The problem with Geckoboard is you feel you have to fill the whole screen. This means next you’ll be filling your dashboard with meaningless statistics just to make the screen look pretty. Furthermore, you have to fill the screen with their templates — unless you invest significant time in building your own. Hence, the value is straight out the window from the get-go. If you’re using some basic template (e.g. last 7 days revenue, compared with the 7 days prior) it will more than likely tell you nothing actionable and just waste mindshare.

Google Analytics, Mixpanel, Sumo, Moz, KissMetrics, Localytics, Adjust, Optimizely, the list could go on and on — all of these provide metrics tracking for websites. Which one do you think is most important?

At the start, none of them.

You should be able to tell if your startup is solving a real pain point without the need for the above, at least for the first couple of months. Focus on one key thing.

E.g. number of emails collected from landing page.

Too low? Why? Is the value proposition explained clearly enough?

Gathering some email addresses? Reach out to them ASAP, offer them some Amazon vouchers in return for their time to talk about the product.

The highest value “plugin” that I have used for some of my startups in the past (especially in their early days) has been FullStory. Why? Because you actually get to understand your audience.
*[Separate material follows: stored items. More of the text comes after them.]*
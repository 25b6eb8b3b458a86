use crate::error::QuoteError;
use crate::helpers::reader::resolve_local_path;
use crate::helpers::reader::UnifiedReader;
use crate::spreadsheet::cell::Cell;
use crate::spreadsheet::cell::CellType;
use crate::spreadsheet::criteria::Criteria;
use crate::spreadsheet::sheet::Sheet;
use crate::spreadsheet::Spreadsheet;
use std::io::Seek;
use std::io::SeekFrom;

/// A CSV file read as a workbook with a single sheet named after the file stem.
pub struct CsvSpreadsheet {
    /// File name of the spreadsheet
    pub name: String,
    /// Name of the only sheet
    sheet_name: String,
    reader: UnifiedReader,
}

impl CsvSpreadsheet {
    /// Opens a CSV file from a local path or `file://` URL
    pub fn open(file_name: &str) -> Result<CsvSpreadsheet, QuoteError> {
        let sheet_name = resolve_local_path(file_name)?
            .file_stem()
            .map(|stem| stem.to_string_lossy().to_string())
            .unwrap_or_else(|| file_name.to_owned());
        Ok(CsvSpreadsheet {
            name: file_name.to_owned(),
            sheet_name,
            reader: UnifiedReader::new(file_name)?,
        })
    }

    /// Wraps CSV content held in memory
    pub fn from_bytes(name: &str, sheet_name: &str, bytes: Vec<u8>) -> CsvSpreadsheet {
        CsvSpreadsheet {
            name: name.to_owned(),
            sheet_name: sheet_name.to_owned(),
            reader: UnifiedReader::from_bytes(bytes),
        }
    }
}

impl Spreadsheet for CsvSpreadsheet {
    fn name(&self) -> String {
        self.name.to_owned()
    }

    fn sheet_names(&self) -> Vec<String> {
        vec![self.sheet_name.to_owned()]
    }

    fn read_sheets(&mut self, criteria: &Criteria) -> Result<Vec<Sheet>, QuoteError> {
        if criteria.sheet_limit_reached(0) || !criteria.accept(&self.sheet_name) {
            return Ok(Vec::new());
        }

        self.reader.seek(SeekFrom::Start(0))?;
        let mut sheet = Sheet::new(&self.name, &self.sheet_name, criteria.range, criteria.rows_limit, criteria.skip_empty_rows);
        let mut records = ::csv::ReaderBuilder::new()
            .has_headers(false)
            .flexible(true)
            .from_reader(&mut self.reader);
        'rows: for (row, record) in records.records().enumerate() {
            let record = record?;
            if sheet.after_row_upper_bound(row) {
                break;
            }
            for (col, field) in record.iter().enumerate() {
                let field = if row == 0 && col == 0 { field.trim_start_matches('\u{feff}') } else { field };
                if field.trim().is_empty() || !sheet.contains(row, col) {
                    continue;
                }
                if criteria.end_at_empty_row && sheet.is_after_gap(row) {
                    break 'rows;
                }
                sheet.push(Cell {
                    row,
                    col,
                    kind: CellType::Text,
                    value: field.to_owned(),
                });
            }
        }
        log::debug!("Read {} cells from '{}'", sheet.cells.len(), self.name);
        Ok(vec![sheet])
    }
}

#[cfg(test)]
mod tests {
    use super::*;
    use crate::spreadsheet::range::Range;

    fn spreadsheet(content: &str) -> CsvSpreadsheet {
        CsvSpreadsheet::from_bytes("vehicles.csv", "vehicles", content.as_bytes().to_vec())
    }

    #[test]
    fn reads_all_cells() {
        let mut csv = spreadsheet("\u{feff}品牌,車型\nToyota,Altis\n,\nHonda,Fit\n");
        let sheets = csv.read_sheets(&Criteria::default()).unwrap();
        assert_eq!(sheets.len(), 1);

        let sheet = &sheets[0];
        assert_eq!(sheet.name, "vehicles");
        assert_eq!(sheet.cells.len(), 6);
        assert_eq!(sheet.cells[0].value, "品牌");
        assert_eq!(sheet.cells[5].reference(), "B4");
    }

    #[test]
    fn reading_twice_rewinds() {
        let mut csv = spreadsheet("a,b\n1,2\n");
        let first = csv.read_sheets(&Criteria::default()).unwrap();
        let second = csv.read_sheets(&Criteria::default()).unwrap();
        assert_eq!(first[0].cells, second[0].cells);
    }

    #[test]
    fn stops_at_empty_row() {
        let mut csv = spreadsheet("a,b\n1,2\n,\n3,4\n");
        let criteria = Criteria {
            end_at_empty_row: true,
            ..Criteria::default()
        };
        let sheets = csv.read_sheets(&criteria).unwrap();
        assert_eq!(sheets[0].cells.len(), 4);
    }

    #[test]
    fn honours_range_and_patterns() {
        let mut csv = spreadsheet("a,b,c\n1,2,3\n4,5,6\n");
        let criteria = Criteria {
            range: Some(Range::try_from("B1:C2").unwrap()),
            ..Criteria::default()
        };
        let sheets = csv.read_sheets(&criteria).unwrap();
        let values = sheets[0].cells.iter().map(|cell| cell.value.as_str()).collect::<Vec<_>>();
        assert_eq!(values, vec!["b", "c", "2", "3"]);

        let criteria = Criteria::for_sheet(glob::Pattern::new("prices").unwrap());
        assert!(csv.read_sheets(&criteria).unwrap().is_empty());
    }
}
Where does their mouse go throughout the whole time they are on the website? Is everything where they expect it to be? Is there anything that is confusing a large majority of the audience?

Imagine if you’d installed Google Analytics; you’d be confused and waste time slicing and dicing your data in every direction.

For sure install the services mentioned above and have the data being collected, but don’t make them your go-to resources to start with. Don’t over engineer the problem.

Third, you’re focusing on the wrong metrics — typically vanity metrics.

Cost per install, cost per click, number of installs per day, number of unique visitors — they’re typically pretty useless indicators. They’re just numbers.

You really need to understand the drivers of these high level numbers.

  1. Cost per click decreased yesterday, why?
  2. We adjusted our bidding schedule, why?
  3. We had a hypothesis that our core audience were most active online between 6pm and 8pm; thus allocated spend there.

Hence, instead of the key metric being cost per click, the key metric was segmenting the converting traffic, understanding the commonalities between those who converted, and noticing that a higher percentage converted at a certain time of day.

You need to start with a hypothesis. Without a hypothesis, you’re just guessing and reporting on guesswork. If there isn’t a structured approach to success, you’re just hoping that your product will do all the hard work and you’ll end up burning through all your funding.

After you’ve come up with a couple of hypotheses, you then need to identify, collect and analyse the data. Again, this doesn’t need to be rocket science and can be a mixture of qualitative and quantitative.

Finally you need to understand how the above impacts your strategy and what the plan of action from there, to improve, is.

If you are struggling on how to frame your hypothesis, or what questions to ask — do the “5 whys” exercise. Asking why, and going deeper and deeper will eventually get you to key core metrics. Usually they will surprise you. It will surprise you how one small thing, you hadn’t thought about is having such a huge impact.

Hopefully this article helped point you in the right direction; over the next couple of weeks I will go into more detail for each type of startup and the key metrics they should be tracking as well as going through the typical funnel.